Work request
Please copy out every line in the entries that includes the word "Workspace".
#####
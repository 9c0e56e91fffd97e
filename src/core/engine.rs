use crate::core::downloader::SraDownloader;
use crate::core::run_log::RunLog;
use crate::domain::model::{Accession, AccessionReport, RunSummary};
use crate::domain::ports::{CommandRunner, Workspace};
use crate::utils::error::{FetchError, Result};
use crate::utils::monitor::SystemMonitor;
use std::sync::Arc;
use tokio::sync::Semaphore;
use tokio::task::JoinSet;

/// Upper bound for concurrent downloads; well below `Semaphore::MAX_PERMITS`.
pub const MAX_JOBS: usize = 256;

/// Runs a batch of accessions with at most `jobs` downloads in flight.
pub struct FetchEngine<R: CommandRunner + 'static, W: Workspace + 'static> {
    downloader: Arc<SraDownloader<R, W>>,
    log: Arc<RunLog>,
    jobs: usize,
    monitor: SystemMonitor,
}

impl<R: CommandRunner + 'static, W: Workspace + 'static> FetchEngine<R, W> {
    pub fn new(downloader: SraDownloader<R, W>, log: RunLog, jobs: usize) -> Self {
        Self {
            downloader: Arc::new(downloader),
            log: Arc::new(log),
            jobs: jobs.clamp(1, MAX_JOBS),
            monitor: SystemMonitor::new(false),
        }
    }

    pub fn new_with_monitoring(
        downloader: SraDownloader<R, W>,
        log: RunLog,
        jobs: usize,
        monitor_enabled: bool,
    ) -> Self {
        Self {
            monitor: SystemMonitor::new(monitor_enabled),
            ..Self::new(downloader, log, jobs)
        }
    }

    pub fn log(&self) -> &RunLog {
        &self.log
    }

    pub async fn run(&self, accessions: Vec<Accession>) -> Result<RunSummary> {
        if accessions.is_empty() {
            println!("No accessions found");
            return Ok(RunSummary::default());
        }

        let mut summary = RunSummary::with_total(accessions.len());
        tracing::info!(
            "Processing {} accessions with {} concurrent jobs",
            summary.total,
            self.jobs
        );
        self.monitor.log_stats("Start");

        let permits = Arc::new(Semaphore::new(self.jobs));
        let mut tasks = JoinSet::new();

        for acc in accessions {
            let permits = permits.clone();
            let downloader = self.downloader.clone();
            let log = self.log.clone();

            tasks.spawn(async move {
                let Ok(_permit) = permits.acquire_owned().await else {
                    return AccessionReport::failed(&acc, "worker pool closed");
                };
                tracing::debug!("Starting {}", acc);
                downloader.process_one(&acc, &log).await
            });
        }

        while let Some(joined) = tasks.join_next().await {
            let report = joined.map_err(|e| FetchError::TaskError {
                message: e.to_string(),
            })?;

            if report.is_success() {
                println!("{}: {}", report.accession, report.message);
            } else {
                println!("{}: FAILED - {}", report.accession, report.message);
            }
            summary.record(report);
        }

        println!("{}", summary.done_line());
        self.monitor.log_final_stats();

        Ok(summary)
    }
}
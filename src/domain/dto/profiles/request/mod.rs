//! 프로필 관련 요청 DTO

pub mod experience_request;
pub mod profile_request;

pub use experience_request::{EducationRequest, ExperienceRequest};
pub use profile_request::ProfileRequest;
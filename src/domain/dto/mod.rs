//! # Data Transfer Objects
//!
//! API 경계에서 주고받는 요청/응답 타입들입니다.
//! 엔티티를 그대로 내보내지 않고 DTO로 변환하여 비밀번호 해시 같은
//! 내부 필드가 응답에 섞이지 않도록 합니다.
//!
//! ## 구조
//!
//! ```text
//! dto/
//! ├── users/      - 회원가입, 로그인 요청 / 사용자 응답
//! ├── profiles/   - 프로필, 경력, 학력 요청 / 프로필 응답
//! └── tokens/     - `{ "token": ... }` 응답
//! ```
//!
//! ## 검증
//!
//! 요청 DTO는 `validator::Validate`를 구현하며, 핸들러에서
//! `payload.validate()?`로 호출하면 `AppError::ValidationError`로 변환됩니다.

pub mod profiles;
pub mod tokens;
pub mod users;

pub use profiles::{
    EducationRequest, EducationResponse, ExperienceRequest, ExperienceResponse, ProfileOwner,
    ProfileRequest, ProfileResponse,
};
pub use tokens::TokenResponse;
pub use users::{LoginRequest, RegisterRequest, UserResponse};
#####
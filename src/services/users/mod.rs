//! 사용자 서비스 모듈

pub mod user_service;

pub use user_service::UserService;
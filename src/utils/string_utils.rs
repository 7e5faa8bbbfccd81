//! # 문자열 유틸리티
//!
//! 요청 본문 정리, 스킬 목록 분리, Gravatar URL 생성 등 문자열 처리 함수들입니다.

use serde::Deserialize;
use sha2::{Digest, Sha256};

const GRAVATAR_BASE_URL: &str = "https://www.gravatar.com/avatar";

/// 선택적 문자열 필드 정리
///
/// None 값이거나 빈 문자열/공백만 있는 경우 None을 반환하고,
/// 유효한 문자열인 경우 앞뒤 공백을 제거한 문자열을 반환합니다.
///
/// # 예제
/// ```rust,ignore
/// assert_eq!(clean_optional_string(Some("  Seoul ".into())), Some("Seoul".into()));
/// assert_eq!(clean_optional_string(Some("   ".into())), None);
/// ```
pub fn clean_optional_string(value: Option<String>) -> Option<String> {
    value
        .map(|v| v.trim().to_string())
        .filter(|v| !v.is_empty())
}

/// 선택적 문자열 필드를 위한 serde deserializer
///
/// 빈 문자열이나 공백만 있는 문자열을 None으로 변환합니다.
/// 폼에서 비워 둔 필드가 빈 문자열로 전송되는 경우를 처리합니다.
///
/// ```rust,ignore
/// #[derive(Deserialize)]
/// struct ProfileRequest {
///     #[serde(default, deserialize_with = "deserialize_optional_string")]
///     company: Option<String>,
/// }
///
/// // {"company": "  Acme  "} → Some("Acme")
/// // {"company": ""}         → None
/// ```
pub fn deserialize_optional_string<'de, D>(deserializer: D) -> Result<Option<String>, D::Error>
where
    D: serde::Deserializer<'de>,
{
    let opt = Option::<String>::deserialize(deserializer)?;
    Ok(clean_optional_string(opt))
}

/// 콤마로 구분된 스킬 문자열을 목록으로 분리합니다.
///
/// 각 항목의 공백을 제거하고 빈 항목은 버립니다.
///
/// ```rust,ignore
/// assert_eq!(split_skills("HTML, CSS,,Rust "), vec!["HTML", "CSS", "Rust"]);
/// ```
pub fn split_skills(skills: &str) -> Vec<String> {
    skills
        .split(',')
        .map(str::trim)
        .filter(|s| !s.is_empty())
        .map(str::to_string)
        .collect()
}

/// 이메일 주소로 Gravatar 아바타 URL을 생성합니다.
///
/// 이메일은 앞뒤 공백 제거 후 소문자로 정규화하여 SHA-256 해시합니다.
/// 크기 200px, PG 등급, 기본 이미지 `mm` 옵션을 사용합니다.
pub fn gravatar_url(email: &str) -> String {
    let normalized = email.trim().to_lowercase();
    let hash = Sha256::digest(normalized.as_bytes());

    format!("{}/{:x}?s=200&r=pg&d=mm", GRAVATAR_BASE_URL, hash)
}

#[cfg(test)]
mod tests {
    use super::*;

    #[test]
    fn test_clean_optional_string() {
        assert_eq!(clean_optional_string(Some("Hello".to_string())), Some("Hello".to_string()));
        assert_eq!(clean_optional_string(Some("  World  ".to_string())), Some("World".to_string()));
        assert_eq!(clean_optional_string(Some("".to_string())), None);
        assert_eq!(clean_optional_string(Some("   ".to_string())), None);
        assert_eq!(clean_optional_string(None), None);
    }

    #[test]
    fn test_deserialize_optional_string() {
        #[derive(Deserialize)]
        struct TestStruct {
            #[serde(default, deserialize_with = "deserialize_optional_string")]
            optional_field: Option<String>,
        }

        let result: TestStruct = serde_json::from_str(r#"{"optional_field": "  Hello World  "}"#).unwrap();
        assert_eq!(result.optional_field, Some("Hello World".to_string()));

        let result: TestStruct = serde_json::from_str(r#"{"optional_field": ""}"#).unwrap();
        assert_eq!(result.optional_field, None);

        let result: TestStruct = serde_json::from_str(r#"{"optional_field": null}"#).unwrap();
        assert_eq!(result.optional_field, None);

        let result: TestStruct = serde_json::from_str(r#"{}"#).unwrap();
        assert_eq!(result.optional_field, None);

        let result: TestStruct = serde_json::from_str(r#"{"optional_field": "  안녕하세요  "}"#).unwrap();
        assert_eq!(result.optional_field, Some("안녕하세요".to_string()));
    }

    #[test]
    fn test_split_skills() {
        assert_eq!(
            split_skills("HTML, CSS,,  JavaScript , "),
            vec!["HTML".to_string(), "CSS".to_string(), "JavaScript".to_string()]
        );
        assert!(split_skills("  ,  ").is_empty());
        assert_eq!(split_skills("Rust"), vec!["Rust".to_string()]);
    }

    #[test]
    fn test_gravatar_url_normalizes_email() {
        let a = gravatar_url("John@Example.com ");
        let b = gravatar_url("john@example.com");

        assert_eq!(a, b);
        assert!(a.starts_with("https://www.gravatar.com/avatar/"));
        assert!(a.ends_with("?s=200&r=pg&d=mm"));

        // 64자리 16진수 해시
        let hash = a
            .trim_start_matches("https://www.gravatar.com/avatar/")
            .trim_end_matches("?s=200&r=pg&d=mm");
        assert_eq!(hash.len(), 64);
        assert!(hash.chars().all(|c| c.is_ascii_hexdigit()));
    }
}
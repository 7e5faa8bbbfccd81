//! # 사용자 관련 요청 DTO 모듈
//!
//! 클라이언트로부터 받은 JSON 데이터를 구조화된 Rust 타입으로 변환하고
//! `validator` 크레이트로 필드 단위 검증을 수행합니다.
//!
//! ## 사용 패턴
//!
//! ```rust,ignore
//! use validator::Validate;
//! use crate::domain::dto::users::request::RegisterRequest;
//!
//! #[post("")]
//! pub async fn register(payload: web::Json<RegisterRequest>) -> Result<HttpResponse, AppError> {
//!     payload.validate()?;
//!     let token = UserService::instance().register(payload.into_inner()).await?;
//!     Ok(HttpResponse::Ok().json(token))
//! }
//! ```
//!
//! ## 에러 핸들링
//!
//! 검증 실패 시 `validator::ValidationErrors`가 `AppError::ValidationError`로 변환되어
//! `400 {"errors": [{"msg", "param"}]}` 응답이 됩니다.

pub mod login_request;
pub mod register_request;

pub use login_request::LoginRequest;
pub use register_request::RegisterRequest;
#####
Output of the task
use crate::domain::ports::{CommandRunner, Workspace};
pub struct FetchEngine<R: CommandRunner + 'static, W: Workspace + 'static> {
impl<R: CommandRunner + 'static, W: Workspace + 'static> FetchEngine<R, W> {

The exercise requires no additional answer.